Closed eldadHaber closed 10 years ago
Sorry about this. You can add the following to your code:
const nnz = countnz
Base.nonzeros(s::SparseMatrixCSC) = nonzeros(s.nzval)
and then you won't need to change every use. Wrapping this in if !method_exists(nonzeros,(SparseMatrixCSC,))
will let the code work with both 0.2 and 0.3.
Personally I dislike the decision to allow explicit zeros in sparse matrices, but I think we should bring back the definition of nonzeros
for sparse.
I find myself wanting to use nnz every once in a while. While we can retain stored zeros, it would be nice to have nnz and nonzeros.
My problem is not that changes are done (I'm also not a fan of this change but this is not a big deal). My problem is backward compatibility. We now have a relatively large investment in a julia library for geophysical inverse problems. If today a decision is made to retire a command tomorrow it may be a different one. We cannot commit on building code when basic commands are changed.
My request for the future, please
Thanks
Unless Julia has version 1.0 I don't see the issue when the API is evolving. Yes this can be painful but trying to be backward compatible in all the 0.x releases will not lead to a consistent 1.0 release.
We all know that the documentation can be improved but this is a community project. There is nobody you can blame because of missing / wrong documentation. The project lives from participation.
Independently of this specific issues I think there will be more breaking changes on the way to 1.0. If this is not ok for you (which is absolutely understandable) you might better try a programming environment that is more stable (e.g. Matlab).
Please continue to file issues like this for specific changes that cause problems.
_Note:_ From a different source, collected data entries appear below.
//! Engine configuration
//!
//! Safety caps, multipliers and projection tunables shared by every stage.
//! The configuration is read-only once built; `EngineConfig::global()` holds the
//! process-wide default.

use crate::error::HealthprintError;
use serde::{Deserialize, Serialize};
use std::sync::OnceLock;

/// Number of weekly steps in the 90-day window
pub const PROJECTION_WEEKS: u32 = 13;

/// Hard step ceiling for any target, projection or roadmap week
pub const STEP_CEILING: u32 = 15_000;

/// Hard sleep ceiling (hours)
pub const SLEEP_CEILING_HOURS: f64 = 9.0;

/// Step limits and condition caps
#[derive(Debug, Clone, PartialEq, Serialize, Deserialize)]
#[serde(default)]
pub struct StepLimits {
    /// Minimum step target for any profile
    pub floor: u32,
    /// Maximum step target for any profile
    pub ceiling: u32,
    /// Cap applied when a heart condition is present
    pub heart_condition_cap: u32,
    /// Cap applied during pregnancy or breastfeeding
    pub pregnancy_cap: u32,
    /// Cap applied to underweight profiles to conserve energy for gain
    pub underweight_cap: u32,
    /// Reduction applied when BMI >= 30
    pub obesity_adjustment: u32,
}

impl Default for StepLimits {
    fn default() -> Self {
        Self {
            floor: 3_000,
            ceiling: STEP_CEILING,
            heart_condition_cap: 6_000,
            pregnancy_cap: 7_000,
            underweight_cap: 6_000,
            obesity_adjustment: 2_000,
        }
    }
}

/// Hydration multipliers (liters per kg of body weight) and bonuses
#[derive(Debug, Clone, PartialEq, Serialize, Deserialize)]
#[serde(default)]
pub struct HydrationConfig {
    pub male_l_per_kg: f64,
    pub female_l_per_kg: f64,
    pub other_l_per_kg: f64,
    pub pregnancy_bonus_l: f64,
    pub active_bonus_l: f64,
    pub kidney_cap_l: f64,
    pub min_l: f64,
    pub max_l: f64,
}

impl Default for HydrationConfig {
    fn default() -> Self {
        Self {
            male_l_per_kg: 0.035,
            female_l_per_kg: 0.031,
            other_l_per_kg: 0.033,
            pregnancy_bonus_l: 0.7,
            active_bonus_l: 0.3,
            kidney_cap_l: 2.0,
            min_l: 1.5,
            max_l: 4.0,
        }
    }
}

/// Compliance assumptions and weight-change limits for the projection
#[derive(Debug, Clone, PartialEq, Serialize, Deserialize)]
#[serde(default)]
pub struct ProjectionConfig {
    pub weeks: u32,
    pub compliance_low_urgency: f64,
    pub compliance_medium_urgency: f64,
    pub compliance_high_urgency: f64,
    pub compliance_min: f64,
    pub compliance_max: f64,
    /// Maximum cumulative loss as a fraction of starting weight
    pub max_loss_fraction: f64,
    /// Weekly gain rate for underweight profiles (kg)
    pub underweight_gain_kg_per_week: f64,
    /// Weekly loss rates (kg) for overweight, obese and severely obese
    pub overweight_loss_kg_per_week: f64,
    pub obese_loss_kg_per_week: f64,
    pub severely_obese_loss_kg_per_week: f64,
    /// Maximum weekly drift for healthy-weight profiles (kg)
    pub healthy_drift_kg_per_week: f64,
}

impl Default for ProjectionConfig {
    fn default() -> Self {
        Self {
            weeks: PROJECTION_WEEKS,
            compliance_low_urgency: 0.60,
            compliance_medium_urgency: 0.75,
            compliance_high_urgency: 0.85,
            compliance_min: 0.50,
            compliance_max: 0.95,
            max_loss_fraction: 0.10,
            underweight_gain_kg_per_week: 0.25,
            overweight_loss_kg_per_week: 0.4,
            obese_loss_kg_per_week: 0.6,
            severely_obese_loss_kg_per_week: 0.8,
            healthy_drift_kg_per_week: 0.1,
        }
    }
}

/// Main engine configuration
#[derive(Debug, Clone, PartialEq, Serialize, Deserialize)]
#[serde(default)]
pub struct EngineConfig {
    pub steps: StepLimits,
    pub hydration: HydrationConfig,
    pub projection: ProjectionConfig,
    /// Sleep target ceiling (hours)
    pub sleep_ceiling_hours: f64,
}

impl Default for EngineConfig {
    fn default() -> Self {
        Self {
            steps: StepLimits::default(),
            hydration: HydrationConfig::default(),
            projection: ProjectionConfig::default(),
            sleep_ceiling_hours: SLEEP_CEILING_HOURS,
        }
    }
}

impl EngineConfig {
    /// Process-wide default configuration, built once
    pub fn global() -> &'static EngineConfig {
        static CONFIG: OnceLock<EngineConfig> = OnceLock::new();
        CONFIG.get_or_init(EngineConfig::default)
    }

    /// Load and validate a configuration from JSON
    pub fn from_json(json: &str) -> Result<Self, HealthprintError> {
        let config: EngineConfig = serde_json::from_str(json)?;
        config.validate()?;
        Ok(config)
    }

    /// Serialize configuration to pretty JSON
    pub fn to_json(&self) -> Result<String, HealthprintError> {
        Ok(serde_json::to_string_pretty(self)?)
    }

    /// Check that caps and fractions are internally consistent
    pub fn validate(&self) -> Result<(), HealthprintError> {
        let steps = &self.steps;
        if steps.floor == 0 || steps.floor >= steps.ceiling {
            return Err(HealthprintError::InvalidConfig(format!(
                "step floor {} must be positive and below ceiling {}",
                steps.floor, steps.ceiling
            )));
        }
        if steps.ceiling > STEP_CEILING {
            return Err(HealthprintError::InvalidConfig(format!(
                "step ceiling {} exceeds hard limit {STEP_CEILING}",
                steps.ceiling
            )));
        }
        for (name, cap) in [
            ("heart_condition_cap", steps.heart_condition_cap),
            ("pregnancy_cap", steps.pregnancy_cap),
            ("underweight_cap", steps.underweight_cap),
        ] {
            if cap < steps.floor || cap > steps.ceiling {
                return Err(HealthprintError::InvalidConfig(format!(
                    "{name} {cap} must lie between floor and ceiling"
                )));
            }
        }

        let hydration = &self.hydration;
        if hydration.min_l <= 0.0 || hydration.min_l >= hydration.max_l {
            return Err(HealthprintError::InvalidConfig(
                "hydration min must be positive and below max".to_string(),
            ));
        }
        for multiplier in [
            hydration.male_l_per_kg,
            hydration.female_l_per_kg,
            hydration.other_l_per_kg,
        ] {
            if multiplier <= 0.0 || multiplier > 0.1 {
                return Err(HealthprintError::InvalidConfig(format!(
                    "hydration multiplier {multiplier} outside (0, 0.1]"
                )));
            }
        }

        let projection = &self.projection;
        if projection.weeks != PROJECTION_WEEKS {
            return Err(HealthprintError::InvalidConfig(format!(
                "projection weeks must be {PROJECTION_WEEKS}"
            )));
        }
        if projection.max_loss_fraction <= 0.0 || projection.max_loss_fraction > 0.12 {
            return Err(HealthprintError::InvalidConfig(
                "max_loss_fraction must be within (0, 0.12]".to_string(),
            ));
        }
        if projection.compliance_min <= 0.0
            || projection.compliance_min > projection.compliance_max
            || projection.compliance_max > 1.0
        {
            return Err(HealthprintError::InvalidConfig(
                "compliance bounds must satisfy 0 < min <= max <= 1".to_string(),
            ));
        }
        let rates = [
            projection.underweight_gain_kg_per_week,
            projection.overweight_loss_kg_per_week,
            projection.obese_loss_kg_per_week,
            projection.severely_obese_loss_kg_per_week,
            projection.healthy_drift_kg_per_week,
        ];
        if rates.iter().any(|r| *r <= 0.0 || *r > 1.0) {
            return Err(HealthprintError::InvalidConfig(
                "weekly weight rates must be within (0, 1] kg".to_string(),
            ));
        }

        if self.sleep_ceiling_hours <= 0.0 || self.sleep_ceiling_hours > SLEEP_CEILING_HOURS {
            return Err(HealthprintError::InvalidConfig(format!(
                "sleep ceiling must be within (0, {SLEEP_CEILING_HOURS}]"
            )));
        }

        Ok(())
    }
}

#[cfg(test)]
mod tests {
    use super::*;

    #[test]
    fn test_default_is_valid() {
        assert!(EngineConfig::default().validate().is_ok());
        assert_eq!(EngineConfig::global().steps.heart_condition_cap, 6_000);
    }

    #[test]
    fn test_partial_json_fills_defaults() {
        let config = EngineConfig::from_json(r#"{"steps": {"pregnancy_cap": 6500}}"#).unwrap();
        assert_eq!(config.steps.pregnancy_cap, 6_500);
        assert_eq!(config.steps.floor, 3_000);
        assert_eq!(config.hydration.male_l_per_kg, 0.035);
    }

    #[test]
    fn test_rejects_loss_fraction_above_limit() {
        let result = EngineConfig::from_json(r#"{"projection": {"max_loss_fraction": 0.2}}"#);
        assert!(matches!(result, Err(HealthprintError::InvalidConfig(_))));
    }

    #[test]
    fn test_rejects_cap_below_floor() {
        let result = EngineConfig::from_json(r#"{"steps": {"heart_condition_cap": 1000}}"#);
        assert!(result.is_err());
    }

    #[test]
    fn test_json_roundtrip() {
        let config = EngineConfig::default();
        let json = config.to_json().unwrap();
        assert_eq!(EngineConfig::from_json(&json).unwrap(), config);
    }
}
There is always a chance something got removed by mistake, or that we will change our minds.
nonzeros
seems to have been botched a bit --- in all other cases (including nnz
) we add deprecation warnings that let code continue to work. Also adding your own aliases and work-arounds like those I posted above has no overhead, so in some cases that will be the right approach.
I think we just changed the method signature for nonzeros
so that it only applies to StridedArray
in c330b1d64efa566911cdd20921ca9419e58bacf9, hence the lack of a deprecation warning. The existing method was inefficient for sparse matrices, but it could be implemented efficiently by adding the definition above.
Yes, but there still should have been a deprecation warning or error for the removed functionality. It was an oversight.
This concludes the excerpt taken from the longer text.